North Korea is considered one of the most hostile countries toward Israel. For decades it has supplied knowledge, training, weaponry and smart technology to Israel’s enemies.

The North Koreans even sent a fighter squadron to Egypt during the 1973 Yom Kippur War to bolster its air force. The Iranian missile program is based in large part on North Korean expertise, as is the nuclear reactor Syria built before it was destroyed in 2007 by, according to foreign reports, Israel.

Netanyahu used North Korea as an example in his efforts to stop the nuclear deal with Iran, and in meetings with Japanese and South Korean officials early last year compared the North Korean threat to Japan and South Korea with the Iranian threat to Israel.

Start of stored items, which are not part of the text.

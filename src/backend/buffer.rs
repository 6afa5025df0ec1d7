// Buffer utilities for uniform and storage buffers
//
// Buffers are sub-allocated through gpu-allocator. Device-local data goes
// through a host-visible staging buffer and an immediate submission.

use std::sync::Arc;

use ash::vk;
use gpu_allocator::vulkan::{Allocation, AllocationCreateDesc, AllocationScheme};
use gpu_allocator::MemoryLocation;

use super::VulkanDevice;
use crate::error::{RenderError, RenderResult};
use crate::renderer::Renderer;

/// Buffer + its memory. Must be released with `destroy`.
pub struct AllocatedBuffer {
    pub buffer: vk::Buffer,
    pub size: vk::DeviceSize,
    allocation: Allocation,
}

impl AllocatedBuffer {
    pub fn new(
        device: &VulkanDevice,
        name: &str,
        size: vk::DeviceSize,
        usage: vk::BufferUsageFlags,
        location: MemoryLocation,
    ) -> RenderResult<Self> {
        let buffer_info = vk::BufferCreateInfo::builder()
            .size(size)
            .usage(usage)
            .sharing_mode(vk::SharingMode::EXCLUSIVE);

        let buffer = unsafe { device.device.create_buffer(&buffer_info, None) }?;
        let requirements = unsafe { device.device.get_buffer_memory_requirements(buffer) };

        let allocation = match device.allocate_memory(&AllocationCreateDesc {
            name,
            requirements,
            location,
            linear: true,
            allocation_scheme: AllocationScheme::GpuAllocatorManaged,
        }) {
            Ok(allocation) => allocation,
            Err(err) => {
                unsafe { device.device.destroy_buffer(buffer, None) };
                return Err(err);
            }
        };

        let bound = unsafe {
            device
                .device
                .bind_buffer_memory(buffer, allocation.memory(), allocation.offset())
        };
        if let Err(err) = bound {
            unsafe { device.device.destroy_buffer(buffer, None) };
            device.free_memory(allocation);
            return Err(err.into());
        }

        Ok(Self {
            buffer,
            size,
            allocation,
        })
    }

    /// Copy `data` into a host-visible buffer
    pub fn write(&mut self, data: &[u8]) -> RenderResult<()> {
        let mapped = self
            .allocation
            .mapped_slice_mut()
            .ok_or_else(|| RenderError::Allocation("buffer is not host visible".into()))?;
        if data.len() > mapped.len() {
            return Err(RenderError::Allocation(format!(
                "write of {} bytes into a {} byte buffer",
                data.len(),
                mapped.len()
            )));
        }
        mapped[..data.len()].copy_from_slice(data);
        Ok(())
    }

    pub fn destroy(self, device: &VulkanDevice) {
        unsafe { device.device.destroy_buffer(self.buffer, None) };
        device.free_memory(self.allocation);
    }
}

/// Create a device-local buffer holding `data`, blocking until the copy is done
pub fn upload_buffer(
    renderer: &mut Renderer<VulkanDevice>,
    name: &str,
    data: &[u8],
    usage: vk::BufferUsageFlags,
) -> RenderResult<AllocatedBuffer> {
    let device = Arc::clone(renderer.device());
    let size = data.len() as vk::DeviceSize;

    let mut staging = AllocatedBuffer::new(
        &device,
        "staging",
        size,
        vk::BufferUsageFlags::TRANSFER_SRC,
        MemoryLocation::CpuToGpu,
    )?;
    if let Err(err) = staging.write(data) {
        staging.destroy(&device);
        return Err(err);
    }

    let buffer = match AllocatedBuffer::new(
        &device,
        name,
        size,
        usage | vk::BufferUsageFlags::TRANSFER_DST,
        MemoryLocation::GpuOnly,
    ) {
        Ok(buffer) => buffer,
        Err(err) => {
            staging.destroy(&device);
            return Err(err);
        }
    };

    let (src, dst) = (staging.buffer, buffer.buffer);
    let copied = renderer.immediate_submit(|cmd| {
        let region = vk::BufferCopy {
            src_offset: 0,
            dst_offset: 0,
            size,
        };
        unsafe { device.device.cmd_copy_buffer(cmd, src, dst, &[region]) };
        Ok(())
    });

    // The immediate submission has completed, the staging copy is no longer read
    staging.destroy(&device);
    match copied {
        Ok(()) => {
            log::debug!("Uploaded {} bytes to {}", size, name);
            Ok(buffer)
        }
        Err(err) => {
            buffer.destroy(&device);
            Err(err)
        }
    }
}
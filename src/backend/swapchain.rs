// Swapchain - Window presentation
//
// Creates the chain of images we blit into and present. Lifetime of the
// result (views, recreation, teardown order) belongs to `SwapchainManager`.

use ash::vk;

use super::{SwapchainParts, VulkanDevice};
use crate::error::{RenderError, RenderResult};

pub(super) fn create_swapchain(
    device: &VulkanDevice,
    requested: vk::Extent2D,
    old_swapchain: vk::SwapchainKHR,
) -> RenderResult<SwapchainParts> {
    // Query surface capabilities
    let surface_caps = unsafe {
        device
            .surface_loader
            .get_physical_device_surface_capabilities(device.physical_device, device.surface)
    }?;

    // Query supported formats
    let formats = unsafe {
        device
            .surface_loader
            .get_physical_device_surface_formats(device.physical_device, device.surface)
    }?;

    // Query supported present modes
    let present_modes = unsafe {
        device
            .surface_loader
            .get_physical_device_surface_present_modes(device.physical_device, device.surface)
    }?;

    // Choose surface format (prefer SRGB)
    let surface_format = formats
        .iter()
        .find(|f| f.format == vk::Format::B8G8R8A8_SRGB && f.color_space == vk::ColorSpaceKHR::SRGB_NONLINEAR)
        .or_else(|| formats.first())
        .copied()
        .ok_or_else(|| RenderError::InvalidState("surface reports no formats".into()))?;

    let present_mode = choose_present_mode(&present_modes, device.preferred_present_mode);

    // Choose extent
    let extent = if surface_caps.current_extent.width != u32::MAX {
        surface_caps.current_extent
    } else {
        vk::Extent2D {
            width: requested.width.clamp(
                surface_caps.min_image_extent.width,
                surface_caps.max_image_extent.width,
            ),
            height: requested.height.clamp(
                surface_caps.min_image_extent.height,
                surface_caps.max_image_extent.height,
            ),
        }
    };

    if extent.width == 0 || extent.height == 0 {
        return Err(RenderError::InvalidState("surface has zero extent".into()));
    }

    // One more than the minimum so acquire rarely blocks on the driver
    let mut image_count = surface_caps.min_image_count + 1;
    if surface_caps.max_image_count > 0 && image_count > surface_caps.max_image_count {
        image_count = surface_caps.max_image_count;
    }

    let create_info = vk::SwapchainCreateInfoKHR::builder()
        .surface(device.surface)
        .min_image_count(image_count)
        .image_format(surface_format.format)
        .image_color_space(surface_format.color_space)
        .image_extent(extent)
        .image_array_layers(1)
        .image_usage(vk::ImageUsageFlags::COLOR_ATTACHMENT | vk::ImageUsageFlags::TRANSFER_DST)
        .image_sharing_mode(vk::SharingMode::EXCLUSIVE)
        .pre_transform(surface_caps.current_transform)
        .composite_alpha(vk::CompositeAlphaFlagsKHR::OPAQUE)
        .present_mode(present_mode)
        .clipped(true)
        .old_swapchain(old_swapchain);

    let swapchain = unsafe { device.swapchain_loader.create_swapchain(&create_info, None) }?;

    let images = match unsafe { device.swapchain_loader.get_swapchain_images(swapchain) } {
        Ok(images) => images,
        Err(err) => {
            unsafe { device.swapchain_loader.destroy_swapchain(swapchain, None) };
            return Err(err.into());
        }
    };

    log::info!(
        "Created swapchain {}x{} with {} images ({:?})",
        extent.width,
        extent.height,
        images.len(),
        present_mode
    );

    Ok(SwapchainParts {
        swapchain,
        images,
        format: surface_format.format,
        extent,
    })
}

/// `preferred` when the surface supports it, otherwise FIFO (always supported)
fn choose_present_mode(available: &[vk::PresentModeKHR], preferred: vk::PresentModeKHR) -> vk::PresentModeKHR {
    if available.contains(&preferred) {
        preferred
    } else {
        log::warn!("Present mode {:?} unsupported, falling back to FIFO", preferred);
        vk::PresentModeKHR::FIFO
    }
}

#[cfg(test)]
mod tests {
    use super::*;

    #[test]
    fn unsupported_present_mode_falls_back_to_fifo() {
        let available = [vk::PresentModeKHR::FIFO, vk::PresentModeKHR::MAILBOX];
        assert_eq!(
            choose_present_mode(&available, vk::PresentModeKHR::MAILBOX),
            vk::PresentModeKHR::MAILBOX
        );
        assert_eq!(
            choose_present_mode(&available, vk::PresentModeKHR::IMMEDIATE),
            vk::PresentModeKHR::FIFO
        );
    }
}
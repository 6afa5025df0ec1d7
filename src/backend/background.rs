// Background pass - the binary's frame recorder
//
// Per frame: upload scene uniforms into a transient buffer (released through
// the slot's deletion stack), bind them with the static constants and the draw
// image in a set from the slot's descriptor allocator, clear the draw image,
// and blit it into the acquired swapchain image. The overlay step leaves the
// swapchain image ready for presentation.

use std::sync::Arc;

use ash::vk;
use gpu_allocator::MemoryLocation;

use super::buffer::{upload_buffer, AllocatedBuffer};
use super::{RenderDevice, VulkanDevice};
use crate::descriptors::{DescriptorLayoutBuilder, DescriptorWriter};
use crate::draw::{FrameContext, FrameRecorder};
use crate::error::{RenderError, RenderResult};
use crate::renderer::Renderer;
use crate::scene::SceneData;

/// Values that never change after startup
#[repr(C)]
#[derive(Debug, Clone, Copy, bytemuck::Pod, bytemuck::Zeroable)]
struct PassConstants {
    clear_color: [f32; 4],
}

pub struct BackgroundPass {
    scene_layout: vk::DescriptorSetLayout,
    constants: vk::Buffer,
    constants_size: vk::DeviceSize,
    clear_color: [f32; 4],
    writer: DescriptorWriter,
}

impl BackgroundPass {
    pub fn new(renderer: &mut Renderer<VulkanDevice>, clear_color: [f32; 4]) -> RenderResult<Self> {
        let device = Arc::clone(renderer.device());

        let scene_layout = DescriptorLayoutBuilder::new()
            .add_binding(0, vk::DescriptorType::UNIFORM_BUFFER)
            .add_binding(1, vk::DescriptorType::UNIFORM_BUFFER)
            .add_binding(2, vk::DescriptorType::STORAGE_IMAGE)
            .build(device.as_ref(), vk::ShaderStageFlags::ALL_GRAPHICS | vk::ShaderStageFlags::COMPUTE)?;
        renderer.defer(move |device: &VulkanDevice| device.destroy_descriptor_set_layout(scene_layout));

        let constants = PassConstants { clear_color };
        let constants = upload_buffer(
            renderer,
            "pass constants",
            bytemuck::bytes_of(&constants),
            vk::BufferUsageFlags::UNIFORM_BUFFER,
        )?;
        let (constants_buffer, constants_size) = (constants.buffer, constants.size);
        renderer.defer(move |device: &VulkanDevice| constants.destroy(device));

        Ok(Self {
            scene_layout,
            constants: constants_buffer,
            constants_size,
            clear_color,
            writer: DescriptorWriter::new(),
        })
    }
}

impl FrameRecorder<VulkanDevice> for BackgroundPass {
    type Scene = SceneData;

    fn record_scene(&mut self, ctx: &mut FrameContext<'_, VulkanDevice>, scene: &SceneData) -> RenderResult<()> {
        let device = ctx.device;
        let cmd = ctx.command_buffer;
        let draw_image = *ctx
            .targets
            .sized_image("draw")
            .ok_or_else(|| RenderError::InvalidState("no draw image".into()))?;

        // Scene uniforms live exactly as long as this frame's GPU work
        let mut scene_buffer = AllocatedBuffer::new(
            device,
            "scene data",
            std::mem::size_of::<SceneData>() as vk::DeviceSize,
            vk::BufferUsageFlags::UNIFORM_BUFFER,
            MemoryLocation::CpuToGpu,
        )?;
        let written = scene_buffer.write(scene.as_bytes());
        let scene_handle = scene_buffer.buffer;
        let scene_size = scene_buffer.size;
        let owner = Arc::clone(device);
        ctx.deletion.defer(move || scene_buffer.destroy(&owner));
        written?;

        let scene_set = ctx.descriptors.allocate(device.as_ref(), self.scene_layout)?;
        self.writer.clear();
        self.writer
            .write_buffer(0, scene_handle, scene_size, 0, vk::DescriptorType::UNIFORM_BUFFER)
            .write_buffer(1, self.constants, self.constants_size, 0, vk::DescriptorType::UNIFORM_BUFFER)
            .write_image(
                2,
                draw_image.view,
                vk::Sampler::null(),
                vk::ImageLayout::GENERAL,
                vk::DescriptorType::STORAGE_IMAGE,
            );
        self.writer.update_set(device.as_ref(), scene_set);

        let raw = &device.device;
        let draw_extent = vk::Extent2D {
            width: draw_image.extent.width,
            height: draw_image.extent.height,
        };

        transition_image(raw, cmd, draw_image.image, vk::ImageLayout::UNDEFINED, vk::ImageLayout::GENERAL);

        // Slow pulse on top of the configured color so frame pacing is visible
        let pulse = ((ctx.frame_number as f32) / 120.0).sin().abs();
        let [r, g, b, a] = self.clear_color;
        let clear = vk::ClearColorValue {
            float32: [r, g, b * (0.5 + 0.5 * pulse), a],
        };
        let range = subresource_range(vk::ImageAspectFlags::COLOR);
        unsafe {
            raw.cmd_clear_color_image(cmd, draw_image.image, vk::ImageLayout::GENERAL, &clear, &[range])
        };

        transition_image(
            raw,
            cmd,
            draw_image.image,
            vk::ImageLayout::GENERAL,
            vk::ImageLayout::TRANSFER_SRC_OPTIMAL,
        );
        transition_image(
            raw,
            cmd,
            ctx.targets.swapchain_image,
            vk::ImageLayout::UNDEFINED,
            vk::ImageLayout::TRANSFER_DST_OPTIMAL,
        );
        blit_image(raw, cmd, draw_image.image, ctx.targets.swapchain_image, draw_extent, ctx.targets.extent);

        Ok(())
    }

    fn record_overlay(&mut self, ctx: &mut FrameContext<'_, VulkanDevice>) -> RenderResult<()> {
        transition_image(
            &ctx.device.device,
            ctx.command_buffer,
            ctx.targets.swapchain_image,
            vk::ImageLayout::TRANSFER_DST_OPTIMAL,
            vk::ImageLayout::PRESENT_SRC_KHR,
        );
        Ok(())
    }
}

fn subresource_range(aspect_mask: vk::ImageAspectFlags) -> vk::ImageSubresourceRange {
    vk::ImageSubresourceRange {
        aspect_mask,
        base_mip_level: 0,
        level_count: vk::REMAINING_MIP_LEVELS,
        base_array_layer: 0,
        layer_count: vk::REMAINING_ARRAY_LAYERS,
    }
}

/// Full-pipeline layout transition. Coarse, but there is one per image per frame.
fn transition_image(
    device: &ash::Device,
    cmd: vk::CommandBuffer,
    image: vk::Image,
    from: vk::ImageLayout,
    to: vk::ImageLayout,
) {
    let aspect = if to == vk::ImageLayout::DEPTH_ATTACHMENT_OPTIMAL {
        vk::ImageAspectFlags::DEPTH
    } else {
        vk::ImageAspectFlags::COLOR
    };

    let barrier = vk::ImageMemoryBarrier::builder()
        .src_access_mask(vk::AccessFlags::MEMORY_WRITE)
        .dst_access_mask(vk::AccessFlags::MEMORY_WRITE | vk::AccessFlags::MEMORY_READ)
        .old_layout(from)
        .new_layout(to)
        .src_queue_family_index(vk::QUEUE_FAMILY_IGNORED)
        .dst_queue_family_index(vk::QUEUE_FAMILY_IGNORED)
        .image(image)
        .subresource_range(subresource_range(aspect))
        .build();

    unsafe {
        device.cmd_pipeline_barrier(
            cmd,
            vk::PipelineStageFlags::ALL_COMMANDS,
            vk::PipelineStageFlags::ALL_COMMANDS,
            vk::DependencyFlags::empty(),
            &[],
            &[],
            &[barrier],
        )
    };
}

fn blit_image(
    device: &ash::Device,
    cmd: vk::CommandBuffer,
    src: vk::Image,
    dst: vk::Image,
    src_extent: vk::Extent2D,
    dst_extent: vk::Extent2D,
) {
    let layers = vk::ImageSubresourceLayers {
        aspect_mask: vk::ImageAspectFlags::COLOR,
        mip_level: 0,
        base_array_layer: 0,
        layer_count: 1,
    };
    let corner = |extent: vk::Extent2D| vk::Offset3D {
        x: extent.width as i32,
        y: extent.height as i32,
        z: 1,
    };

    let region = vk::ImageBlit {
        src_subresource: layers,
        src_offsets: [vk::Offset3D::default(), corner(src_extent)],
        dst_subresource: layers,
        dst_offsets: [vk::Offset3D::default(), corner(dst_extent)],
    };

    unsafe {
        device.cmd_blit_image(
            cmd,
            src,
            vk::ImageLayout::TRANSFER_SRC_OPTIMAL,
            dst,
            vk::ImageLayout::TRANSFER_DST_OPTIMAL,
            &[region],
            vk::Filter::LINEAR,
        )
    };
}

Israeli officials noted that the affair has not marred relations with Japan and South Korea but simply caused unnecessary embarrassment. They said the complex protocols and lack of a dedicated foreign minister led to the snafu.

Still, they say lessons were learned, and when North Korea later tested a long-range ballistic missile, Israel issued a condemnation the following day without needing to be prompted.